Caesar Rudolf Boettger (20 May 1888 - 8 September 1976) was a German zoologist born in Frankfurt am Main. He specialized in malacology, particularly studying the land snails and slugs.

In 1912 he obtained his PhD from the University of Bonn, and in 1914 embarked on a scientific expedition to Africa and the Orient. During World War I, he was stationed in France and Turkey. In 1932 he became a private lecturer at the University of Berlin, where in 1938 he was appointed professor of zoology. In 1947 he became a professor of zoology at Braunschweig University of Technology, where he established a museum of natural history.

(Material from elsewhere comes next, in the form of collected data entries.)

impl<'de> Deserialize<'de> for Dependency {
    fn deserialize<D>(deserializer: D) -> Result<Self, D::Error>
    where
        D: Deserializer<'de>,
    {
        #[derive(Deserialize)]
        #[serde(deny_unknown_fields)]
        struct Detail {
            name: String,
            #[serde(default, deserialize_with = "deserialize_scalar_list")]
            args: Vec<String>,
            #[serde(default, deserialize_with = "deserialize_scalar_map")]
            options: BTreeMap<String, String>,
        }

        let value = Value::deserialize(deserializer)?;
        match value {
            Value::String(name) => Ok(Dependency::new(name)),
            Value::Mapping(_) => {
                let detail = Detail::deserialize(value).map_err(D::Error::custom)?;
                Ok(Dependency {
                    name: detail.name,
                    args: detail.args,
                    options: detail.options,
                })
            }
            _ => Err(D::Error::custom(
                "dependency must be a task name or a mapping with `name`",
            )),
        }
    }
}

/// Dependencies of one kind (`pre` or `post`)
#[derive(Debug, Clone, Default, PartialEq, Eq)]
pub struct DependencyList(pub Vec<Dependency>);

impl DependencyList {
    pub fn iter(&self) -> std::slice::Iter<'_, Dependency> {
        self.0.iter()
    }
}

impl<'de> Deserialize<'de> for DependencyList {
    fn deserialize<D>(deserializer: D) -> Result<Self, D::Error>
    where
        D: Deserializer<'de>,
    {
        let value = Value::deserialize(deserializer)?;
        one_or_many(value).map(DependencyList).map_err(D::Error::custom)
    }
}

/// A conditional expression; every field that is set must hold
#[derive(Debug, Clone, Default, PartialEq, Eq, Deserialize)]
#[serde(deny_unknown_fields, rename_all = "kebab-case")]
pub struct When {
    /// Check if values are equal
    #[serde(default)]
    pub equal: Option<WhenComparison>,

    /// Check if values are not equal
    #[serde(default)]
    pub not_equal: Option<WhenComparison>,

    /// Check if a command succeeds
    #[serde(default)]
    pub command: Option<String>,

    /// Check if a path exists
    #[serde(default)]
    pub exists: Option<String>,

    /// Check if a path does not exist
    #[serde(default)]
    pub not_exists: Option<String>,

    /// Check the operating system
    #[serde(default, deserialize_with = "deserialize_scalar_list")]
    pub os: Vec<String>,

    /// Check if environment variable is set
    #[serde(default)]
    pub env_set: Option<String>,

    /// Check if environment variable is not set
    #[serde(default)]
    pub env_not_set: Option<String>,

    /// Check if option was explicitly set
    #[serde(default)]
    pub option_set: Option<String>,

    /// Check if option was left at its default
    #[serde(default)]
    pub option_not_set: Option<String>,
}

impl When {
    /// Every template string in this condition
    pub fn templates(&self) -> Vec<&str> {
        let mut out = Vec::new();
        for cmp in self.equal.iter().chain(self.not_equal.iter()) {
            out.push(cmp.left.as_str());
            out.push(cmp.right.as_str());
        }
        for field in [
            &self.command,
            &self.exists,
            &self.not_exists,
            &self.env_set,
            &self.env_not_set,
        ]
        .into_iter()
        .flatten()
        {
            out.push(field.as_str());
        }
        out.extend(self.os.iter().map(String::as_str));
        out
    }

    /// Option names referenced by `option-set`/`option-not-set`
    pub fn option_names(&self) -> Vec<&str> {
        self.option_set
            .iter()
            .chain(self.option_not_set.iter())
            .map(String::as_str)
            .collect()
    }
}

/// A comparison for when conditions
#[derive(Debug, Clone, Default, PartialEq, Eq, Deserialize)]
#[serde(deny_unknown_fields)]
pub struct WhenComparison {
    /// Left-hand side of comparison
    #[serde(deserialize_with = "deserialize_scalar")]
    pub left: String,

    /// Right-hand side of comparison
    #[serde(deserialize_with = "deserialize_scalar")]
    pub right: String,
}

/// A list of conditions; all must hold
#[derive(Debug, Clone, Default, PartialEq, Eq)]
pub struct WhenList(pub Vec<When>);

impl WhenList {
    pub fn iter(&self) -> std::slice::Iter<'_, When> {
        self.0.iter()
    }

    pub fn is_empty(&self) -> bool {
        self.0.is_empty()
    }
}

impl<'de> Deserialize<'de> for WhenList {
    fn deserialize<D>(deserializer: D) -> Result<Self, D::Error>
    where
        D: Deserializer<'de>,
    {
        let value = Value::deserialize(deserializer)?;
        one_or_many(value).map(WhenList).map_err(D::Error::custom)
    }
}

/// Option value types
#[derive(Debug, Clone, Copy, Default, PartialEq, Eq, Deserialize)]
#[serde(rename_all = "lowercase")]
pub enum OptionType {
    #[default]
    String,
    #[serde(alias = "boolean")]
    Bool,
    #[serde(alias = "integer")]
    Int,
    Float,
}

/// An option (flag) definition
#[derive(Debug, Clone, Default, Deserialize)]
#[serde(deny_unknown_fields)]
pub struct TaskOption {
    /// Usage description for help text
    #[serde(default)]
    pub usage: Option<String>,

    /// Short flag (single character)
    #[serde(default)]
    pub short: Option<String>,

    /// Option type (string, bool, int, float)
    #[serde(rename = "type", default)]
    pub option_type: OptionType,

    /// Default value candidates, tried in order
    #[serde(default)]
    pub default: DefaultSpec,

    /// Required option
    #[serde(default)]
    pub required: bool,

    /// Value to pass instead of `true` for bool options
    #[serde(default)]
    pub rewrite: Option<String>,

    /// Environment variable to read from
    #[serde(default)]
    pub environment: Option<String>,

    /// Private option (cannot be overridden)
    #[serde(default)]
    pub private: bool,

    /// Allowed values
    #[serde(default, deserialize_with = "deserialize_scalar_list")]
    pub values: Vec<String>,
}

After retirement in 1956, he undertook five research trips to North America (including Mexico and Hawaii). In 1965 he was visiting curator at the University of Michigan and in 1967/68 took part in a research project of the Naval Medical Field Research Laboratory in North Carolina. Boettger has over a dozen species named after him, as well as a gastropod genus:

- Boettgerilla Simroth, 1910.

Caesar Boettger is commemorated in the scientific name of a species of lizard, Gallotia caesaris.

He was a nephew of German herpetologist Oskar Boettger.

== Bibliography ==
- Die Landschneckenfauna der Aru- und der Kei-Inseln (Land snails of the Aru and Kei Islands); (Treatises of the Senckenberg Nature Research Society, Volume 338), Frankfurt am Main 1922.
- Die subterrane Molluskenfauna Belgiens, (Subterranean mollusks of Belgium), Brüssels 1939.
- Die Stämme des Tierreichs in ihrer systematischen Gliederung, Braunschweig (Vieweg), 1952.
- Die Haustiere Afrikas, (Animals of Africa), Jena (VEB G. Fischer), 1958.